Like we mentioned prior, there are a few more Redshift properties that we’ve included in our overall template that we’ll explain in a later section titled “More Redshift cluster properties”.

Set up S3 as a data source

Redshift can load data from different data sources. In this example, we’ll be using S3.

To set this up, we have to create an S3 bucket and an IAM role that grants Redshift access to S3. This is what the code looks like:

Resources:
.
.
.
  DataBucket:
    Type: AWS::S3::Bucket
    Properties:
      BucketName: !Sub ${DataBucketName}
  RawDataBucketAccessRole:
    Type: AWS::IAM::Role
    Properties:
      AssumeRolePolicyDocument:
        Version: 2012-10-17
        Statement:
          -
            Effect: Allow
            Principal:
              Service:
                - redshift.amazonaws.com
            Action:
              - sts:AssumeRole
  RawDataBucketRolePolicy:
    Type: AWS::IAM::Policy
    Properties:
      PolicyName: RawDataBucketRolePolicy
      PolicyDocument:
        Version: 2012-10-17
        Statement:
          -
            Effect: Allow
            Action: s3:ListAllMyBuckets
            Resource: arn:aws:s3:::*
          -
            Effect: Allow
            Action:
              - 's3:Get*'
              - 's3:List*'
            Resource: '*'
          -
            Effect: Allow
            Action: cloudwatch:*
            Resource: "*"
      Roles:
        - !Ref RawDataBucketAccessRole

Here’s a quick overview of what’s going on:

“S3::Bucket”: The bucket name comes from a parameter called “DataBucketName”.
“IAM::Role”: This is the IAM role that allows access to S3. It doesn’t have any permissions yet but it allows the Redshift service to assume this role.
“IAM::Policy”: This contains a list of permissions for accessing S3 and Cloudwatch. The policy associates itself with the IAM Role.

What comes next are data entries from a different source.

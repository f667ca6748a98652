//! `CLUSTER NODES` topology discovery.
//!
//! Each line reads:
//!
//! ```text
//! <id> <ip:port@cport[,hostname]> <flags> <master> <ping> <pong> <epoch> <link> <slot> <slot> ...
//! ```
//!
//! Only masters holding at least one slot are returned. Importing/migrating
//! markers (`[93->-id]`) are ignored.

use super::client::{ConnectionError, Credentials, RedisClient};
use super::tls::TlsOptions;
use crate::protocol::RespValue;
use tracing::{info, warn};

#[derive(Debug, Clone, PartialEq, Eq)]
pub struct ClusterNode {
    pub id: String,
    /// `host:port`, with IPv6 hosts in brackets.
    pub address: String,
    /// Inclusive slot ranges served by this node.
    pub slots: Vec<(u16, u16)>,
}

pub fn parse_cluster_nodes(text: &str) -> Result<Vec<ClusterNode>, ConnectionError> {
    let mut nodes = Vec::new();
    for line in text.lines().map(str::trim).filter(|l| !l.is_empty()) {
        let words: Vec<&str> = line.split(' ').collect();
        if words.len() < 8 {
            return Err(ConnectionError::InvalidClusterNodes(line.to_string()));
        }
        if !words[2].split(',').any(|f| f == "master") {
            continue;
        }

        let address = format_address(words[1])
            .ok_or_else(|| ConnectionError::InvalidClusterNodes(line.to_string()))?;

        let mut slots = Vec::new();
        for word in &words[8..] {
            if word.starts_with('[') {
                continue;
            }
            slots.push(
                parse_slot_range(word)
                    .ok_or_else(|| ConnectionError::InvalidClusterNodes(line.to_string()))?,
            );
        }
        if slots.is_empty() {
            warn!(address = %address, "master node holds no slots, skipping");
            continue;
        }

        nodes.push(ClusterNode {
            id: words[0].to_string(),
            address,
            slots,
        });
    }
    Ok(nodes)
}

/// Strips the bus port and hostname, bracketing IPv6 hosts.
fn format_address(field: &str) -> Option<String> {
    let addr = field.split(['@', ',']).next()?;
    let (host, port) = addr.rsplit_once(':')?;
    port.parse::<u16>().ok()?;
    if host.contains(':') && !host.starts_with('[') {
        Some(format!("[{}]:{}", host, port))
    } else {
        Some(addr.to_string())
    }
}

fn parse_slot_range(word: &str) -> Option<(u16, u16)> {
    let (start, end) = match word.split_once('-') {
        Some((a, b)) => (a.parse().ok()?, b.parse().ok()?),
        None => {
            let slot = word.parse().ok()?;
            (slot, slot)
        }
    };
    (start <= end && (end as usize) < crate::commands::SLOT_COUNT).then_some((start, end))
}

/// Connects to any node and returns the masters of its cluster.
pub async fn discover_masters(
    addr: &str,
    credentials: &Credentials,
    tls: &TlsOptions,
) -> Result<Vec<ClusterNode>, ConnectionError> {
    let mut client = RedisClient::connect(addr, credentials, tls).await?;
    let reply = client.request(&["CLUSTER", "NODES"]).await?;
    let text = match &reply {
        RespValue::BulkString(b) => String::from_utf8_lossy(b).into_owned(),
        RespValue::SimpleString(s) => s.clone(),
        other => return Err(ConnectionError::unexpected("CLUSTER NODES", other)),
    };
    let nodes = parse_cluster_nodes(&text)?;
    for node in &nodes {
        info!(address = %node.address, slots = ?node.slots, "discovered cluster master");
    }
    Ok(nodes)
}

#[cfg(test)]
mod tests {
    use super::*;

    const NODES: &str = "\
07c37dfeb235213a872192d90877d0cd55635b91 127.0.0.1:30004@31004,host-4 slave e7d1eecce10fd6bb5eb35b9f99a514335d9ba9ca 0 1426238317239 4 connected
67ed2db8d677e59ec4a4cefb06858cf2a1a89fa1 127.0.0.1:30002@31002 master - 0 1426238316232 2 connected 5461-10922
292f8b365bb7edb5e285caf0b7e6ddc7265d2f4f 127.0.0.1:30003@31003 master - 0 1426238318243 3 connected 10923-16383
e7d1eecce10fd6bb5eb35b9f99a514335d9ba9ca 127.0.0.1:30001@31001 myself,master - 0 0 1 connected 0-5460 [5461->-67ed2db8d677e59ec4a4cefb06858cf2a1a89fa1]
6ec23923021cf3ffec47632106199cb7f496ce01 127.0.0.1:30005@31005 master - 0 1426238316232 5 connected
";

    #[test]
    fn test_parse_masters() {
        let nodes = parse_cluster_nodes(NODES).unwrap();
        assert_eq!(nodes.len(), 3);
        assert_eq!(nodes[0].address, "127.0.0.1:30002");
        assert_eq!(nodes[0].slots, vec![(5461, 10922)]);
        assert_eq!(nodes[2].address, "127.0.0.1:30001");
        assert_eq!(nodes[2].slots, vec![(0, 5460)]);
    }

    #[test]
    fn test_ipv6_address() {
        let line = "abc ::1:7000@17000 master - 0 0 1 connected 0-16383 100";
        let nodes = parse_cluster_nodes(line).unwrap();
        assert_eq!(nodes[0].address, "[::1]:7000");
        assert_eq!(nodes[0].slots, vec![(0, 16383), (100, 100)]);
    }

    #[test]
    fn test_invalid_lines() {
        assert!(parse_cluster_nodes("abc 127.0.0.1:7000 master").is_err());
        assert!(parse_cluster_nodes("abc 127.0.0.1:7000 master - 0 0 1 connected 9-x").is_err());
        assert!(parse_cluster_nodes("abc 127.0.0.1:7000 master - 0 0 1 connected 0-16384").is_err());
        assert!(parse_cluster_nodes("abc noport master - 0 0 1 connected 0").is_err());
    }
}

So far, the architecture looks like this:

Create VPC and public subnets

You usually want to put databases in a private subnet, like we mentioned in our VPC template article. But in the early stages of a project, you might want direct access to Redshift from your development machine.

We don’t recommend this for production environments, but in this development case, you can start off by putting Redshift into your VPC subnet.

Resources:
.
.
.
  RedshiftClusterSubnetGroup:
    Type: AWS::Redshift::ClusterSubnetGroup
    Properties:
      Description: Cluster subnet group
      SubnetIds:
        - !Ref SubnetA
        - !Ref SubnetB

We can’t put Redshift in a subnet directly, so here we put Redshift in something called a “ClusterSubnetGroup”. You can then add multiple subnets to the “ClusterSubnetGroup”. These subnets should be in different availability zones, which helps with high availability.

Subnet and VPC Parameters

The Redshift CloudFormation template doesn’t create any subnets or networks of its own. Instead, it asks you for parameters — two public subnets and a VPC.

Parameters:
  SubnetA:
    Type: String
    Type: AWS::EC2::Subnet::Id
    Description: Make sure this belongs to the VPC specified below (e.g. 172.31.0.0/20)
  SubnetB:
    Type: String
    Type: AWS::EC2::Subnet::Id
    Description: Make sure this is different from the subnet above (e.g. 172.31.16.0/20)
  VPCID:
    Type: String
    Type: AWS::EC2::VPC::Id
    Description: Select a VPC (e.g. 172.31.0.0/16)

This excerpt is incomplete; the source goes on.